The San Luis Obispo Police Department might have a complicated relationship with the city’s homeless population, but at least in the past city leaders paid lip service to the idea that they respect such unfortunate locals. I’ve never heard of two officers, while on the clock at a city council meeting, slouching in the back and giggling like a couple of stoner kids at a high school pep rally. And the heightened emotional testimony, from people with no homes, pleading for a place to sleep at night, makes their show of disrespect that much worse. Is it just me, or is there a whiff of an us-vs.-them culture hanging over all this?

Remember that incident I wrote about a couple of weeks ago in which a police officer almost ran a woman over as she walked (legally) through a crosswalk? Yeah, I haven’t heard anything in the way of an apology from the police department, and certainly nothing indicating that a slap on the officer’s wrist was administered. Maybe I just haven’t been listening hard enough. Or maybe, when a cop nearly runs down a civilian in a crosswalk and doesn’t even stop to make sure she’s OK, it’s not a crime.
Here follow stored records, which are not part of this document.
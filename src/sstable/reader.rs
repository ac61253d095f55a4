//! Table reading.
//!
//! [`Table::open`] memory-maps a table file, sniffs and validates the
//! footer, walks the metaindex to locate the filter, properties, and
//! index blocks, and caches the decoded index.  Data blocks are read
//! lazily per lookup or iteration step, with the trailer checksum
//! verified when [`TableReadOptions::verify_checksums`] is set.
//!
//! A missing filter or properties block downgrades gracefully: the
//! reader proceeds without them and logs a warning.  A bad footer,
//! magic, or index block is fatal for the open.
//!
//! # Safety
//!
//! The file is mapped read-only and never mutated after creation, so the
//! `unsafe` mmap is sound; all block boundaries are bounds-checked
//! before slicing.

use std::fs::File;
use std::path::Path;
use std::sync::Arc;

use memmap2::Mmap;
use tracing::{debug, warn};

use crate::block::{Block, BlockIter};
use crate::checksum::verify_block_checksum;
use crate::compression::{CompressionKind, decompress};
use crate::filter::{BloomFilterPolicy, FilterBlockReader};
use crate::keys::{ParsedInternalKey, SequenceNumber, ValueType, compare_internal, make_lookup_key};

use super::{
    BLOCK_TRAILER_SIZE, BlockHandle, FOOTER_SIZE, Footer, LEGACY_FOOTER_SIZE,
    METAINDEX_FILTER_KEY, METAINDEX_INDEX_KEY, METAINDEX_PROPERTIES_KEY, TableError, TableIter,
    TableProperties,
};

// ------------------------------------------------------------------------------------------------
// Options & lookup result
// ------------------------------------------------------------------------------------------------

/// Per-open read options.
#[derive(Debug, Clone, Default)]
pub struct TableReadOptions {
    /// Recompute and verify every block's trailer checksum on read.
    pub verify_checksums: bool,
}

/// What one table knows about a user key.
#[derive(Debug, Clone, PartialEq, Eq)]
pub enum TableLookup {
    /// The newest visible entry is a value.
    Value(Vec<u8>),
    /// The newest visible entry is a point or single-delete tombstone.
    Deletion,
    /// This table has no information about the key.
    None,
}

// ------------------------------------------------------------------------------------------------
// Table
// ------------------------------------------------------------------------------------------------

/// An immutable, memory-mapped table file.
pub struct Table {
    mmap: Mmap,
    footer: Footer,

    /// Decoded index block, cached for the table's lifetime.
    index: Arc<Block>,

    /// Bloom filter reader, when the file carries a filter block.
    filter: Option<FilterBlockReader>,

    /// Decoded properties; defaulted (with a warning) when absent.
    pub properties: TableProperties,

    options: TableReadOptions,
}

impl std::fmt::Debug for Table {
    fn fmt(&self, f: &mut std::fmt::Formatter<'_>) -> std::fmt::Result {
        f.debug_struct("Table").field("properties", &self.properties).finish()
    }
}

impl Table {
    /// Opens and validates a table file.
    pub fn open(path: impl AsRef<Path>, options: TableReadOptions) -> Result<Self, TableError> {
        let path = path.as_ref();
        let file = File::open(path)?;
        let mmap = unsafe { Mmap::map(&file)? };
        let file_len = mmap.len();

        if file_len < LEGACY_FOOTER_SIZE {
            return Err(TableError::Corruption(format!(
                "file too small to be a table ({file_len} bytes)"
            )));
        }

        let tail_len = FOOTER_SIZE.min(file_len);
        let tail = &mmap[file_len - tail_len..];
        // The footer starts where its shape says it does; sniff the magic
        // first, then fix the offset for the checksum context.
        let footer = Footer::decode(tail, probe_footer_offset(tail, file_len)?)?;

        let mut table = Self {
            mmap,
            footer,
            index: Arc::new(Block::new(vec![0, 0, 0, 0, 1, 0, 0, 0]).expect("empty block")),
            filter: None,
            properties: TableProperties::default(),
            options,
        };

        // Metaindex → filter / properties / (v6) index handles.
        let metaindex_data = table.read_block(table.footer.metaindex_handle)?;
        let metaindex = Arc::new(Block::new(metaindex_data)?);

        let mut filter_handle = None;
        let mut properties_handle = None;
        let mut index_handle = if table.footer.format_version >= 6 {
            None
        } else {
            Some(table.footer.index_handle)
        };

        let mut iter = BlockIter::new(Arc::clone(&metaindex), |a, b| a.cmp(b));
        iter.seek_to_first();
        while iter.valid() {
            let name = iter.key().to_vec();
            let (handle, _) = BlockHandle::decode_from(iter.value())?;
            match name.as_slice() {
                n if n == METAINDEX_FILTER_KEY.as_bytes() => filter_handle = Some(handle),
                n if n == METAINDEX_PROPERTIES_KEY.as_bytes() => {
                    properties_handle = Some(handle)
                }
                n if n == METAINDEX_INDEX_KEY.as_bytes() => index_handle = Some(handle),
                _ => {} // unknown meta blocks are fine
            }
            iter.next();
        }
        iter.status()?;

        let index_handle = index_handle.ok_or_else(|| {
            TableError::Corruption("metaindex is missing the index handle".into())
        })?;
        table.index = Arc::new(Block::new(table.read_block(index_handle)?)?);

        if let Some(handle) = filter_handle {
            let data = table.read_block(handle)?;
            table.filter = Some(FilterBlockReader::new(BloomFilterPolicy::new(10), data));
        }

        match properties_handle {
            Some(handle) => {
                table.properties = TableProperties::decode(table.read_block(handle)?)?;
                if !table.properties.comparator_matches() {
                    return Err(TableError::Corruption(format!(
                        "table written with comparator {:?}",
                        table.properties.comparator_name
                    )));
                }
            }
            None => {
                warn!(path = %path.display(), "table has no properties block");
            }
        }

        debug!(
            path = %path.display(),
            format_version = table.footer.format_version,
            entries = table.properties.num_entries,
            "table opened"
        );
        Ok(table)
    }

    /// The table's format version.
    pub fn format_version(&self) -> u32 {
        self.footer.format_version
    }

    /// On-disk file size.
    pub fn file_size(&self) -> u64 {
        self.mmap.len() as u64
    }

    /// Returns an unpositioned two-level iterator over the table.
    pub fn iter(&self) -> TableIter<'_> {
        TableIter::new(self, Arc::clone(&self.index))
    }

    /// Looks up the newest version of `user_key` visible at `snapshot`.
    pub fn get(
        &self,
        user_key: &[u8],
        snapshot: SequenceNumber,
    ) -> Result<TableLookup, TableError> {
        let lookup = make_lookup_key(user_key, snapshot);

        // Pick the candidate data block first: the filter is windowed by
        // block offset, so the probe needs the handle.
        let mut index_iter = BlockIter::new(Arc::clone(&self.index), compare_internal);
        index_iter.seek(&lookup);
        if !index_iter.valid() {
            index_iter.status()?;
            return Ok(TableLookup::None);
        }
        if let Some(filter) = &self.filter {
            let (handle, _) = BlockHandle::decode_from(index_iter.value())?;
            if !filter.key_may_match(handle.offset, user_key) {
                return Ok(TableLookup::None);
            }
        }

        let mut iter = self.iter();
        iter.seek(&lookup);
        while iter.valid() {
            let parsed = ParsedInternalKey::parse(iter.key())
                .map_err(|e| TableError::Corruption(e.to_string()))?;
            if parsed.user_key != user_key {
                break;
            }
            match parsed.value_type() {
                Some(ValueType::Value) => return Ok(TableLookup::Value(iter.value().to_vec())),
                Some(ValueType::Deletion) | Some(ValueType::SingleDeletion) => {
                    return Ok(TableLookup::Deletion);
                }
                // No merge operator is configured: fall through to the
                // newest non-merge base for this key.
                Some(ValueType::Merge) => iter.next(),
                Some(ValueType::BlobIndex) => {
                    return Err(TableError::Unsupported("blob index value"));
                }
                _ => iter.next(),
            }
        }
        iter.take_status()?;
        Ok(TableLookup::None)
    }

    /// Reads, verifies, and decompresses the block at `handle`.
    pub(crate) fn read_block(&self, handle: BlockHandle) -> Result<Vec<u8>, TableError> {
        let offset = usize::try_from(handle.offset)
            .map_err(|_| TableError::Corruption("block offset out of range".into()))?;
        let size = usize::try_from(handle.size)
            .map_err(|_| TableError::Corruption("block size out of range".into()))?;
        let end = offset
            .checked_add(size)
            .and_then(|e| e.checked_add(BLOCK_TRAILER_SIZE))
            .ok_or_else(|| TableError::Corruption("block extent overflows".into()))?;
        if end > self.mmap.len() {
            return Err(TableError::Corruption(format!(
                "block [{offset}, {end}) exceeds file of {} bytes",
                self.mmap.len()
            )));
        }

        let payload = &self.mmap[offset..offset + size];
        let trailer = &self.mmap[offset + size..end];
        let compression_byte = trailer[0];
        let stored =
            u32::from_le_bytes(trailer[1..5].try_into().expect("4-byte checksum slice"));

        if self.options.verify_checksums {
            let context_base = if self.footer.format_version >= 6 {
                self.footer.base_context_checksum
            } else {
                0
            };
            verify_block_checksum(
                self.footer.checksum_kind,
                payload,
                compression_byte,
                stored,
                context_base,
                handle.offset,
            )?;
        }

        let kind = CompressionKind::from_wire(compression_byte)?;
        Ok(decompress(kind, payload, self.footer.format_version)?)
    }
}

/// Computes where the footer actually starts given the sniffed tail.
fn probe_footer_offset(tail: &[u8], file_len: usize) -> Result<u64, TableError> {
    use crate::encoding::decode_fixed64;
    if tail.len() < 8 {
        return Err(TableError::Corruption("file too small for a footer".into()));
    }
    let magic = decode_fixed64(&tail[tail.len() - 8..])?;
    let footer_size = if magic == super::LEGACY_TABLE_MAGIC {
        LEGACY_FOOTER_SIZE
    } else {
        FOOTER_SIZE
    };
    file_len
        .checked_sub(footer_size)
        .map(|o| o as u64)
        .ok_or_else(|| TableError::Corruption("file smaller than its footer".into()))
}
Of course, getting back to my first thread, the chuckling cops weren’t the only ones thumbing their noses the night of the council meeting. The City Council—at least four of the five members—showed a healthy disregard for Superior Court Judge Charles Crandall by dismissing his recent order that the city cease ticketing the people parked overnight along Prado Road. Now this is a lesson I’ve learned the hard way, but in my experience, when a judge delivers an order or verdict, it’s best if you abide by that decision—especially when it happens to be a really good one and comes gift-wrapped with a compassionate plea for the city’s have-nots. It’s difficult to say what Crandall’s expectations were when he issued this decision—in an ideal world, he was probably hoping the city would abide by his decision—but in this one, apparently, they’re choosing to behave like children who just can’t resist putting their hands in the cookie jar after they’re told not to. Whether Crandall has the authority or desire to throw them in a time-out for their misbehavior is what remains to be seen.

It was a gutsy move to begin with—calling the city out for harassing a group of people who don’t have the resources to fight back—and one that showed a side of the judge many were surprised—and pleased—to find. Again, in a bright, shiny Disneyfied world, such compassion would be rewarded and might even inspire a change of heart among the City Council members. Now, for those of you savvy enough to avoid SLO City Council meetings and bored by local politics, here’s a list of the council members who seem to favor driving the homeless out of town: Mayor Jan Marx, Vice Mayor Dan Carpenter, and council members Andrew Carter and Kathy Smith. Before anyone decides to buy John Ashbaugh a beer for being the lone voice of dissent, it’s important to note that he didn’t object to the notion of preventing anyone from sleeping in a car; he merely opposed making that decision during an emergency meeting.

As for the rest, well, we’ll see whether Judge Crandall musters up some sort of response to their willful disregard of his orders. Maybe they’ll get their smiley face pins turned upside down.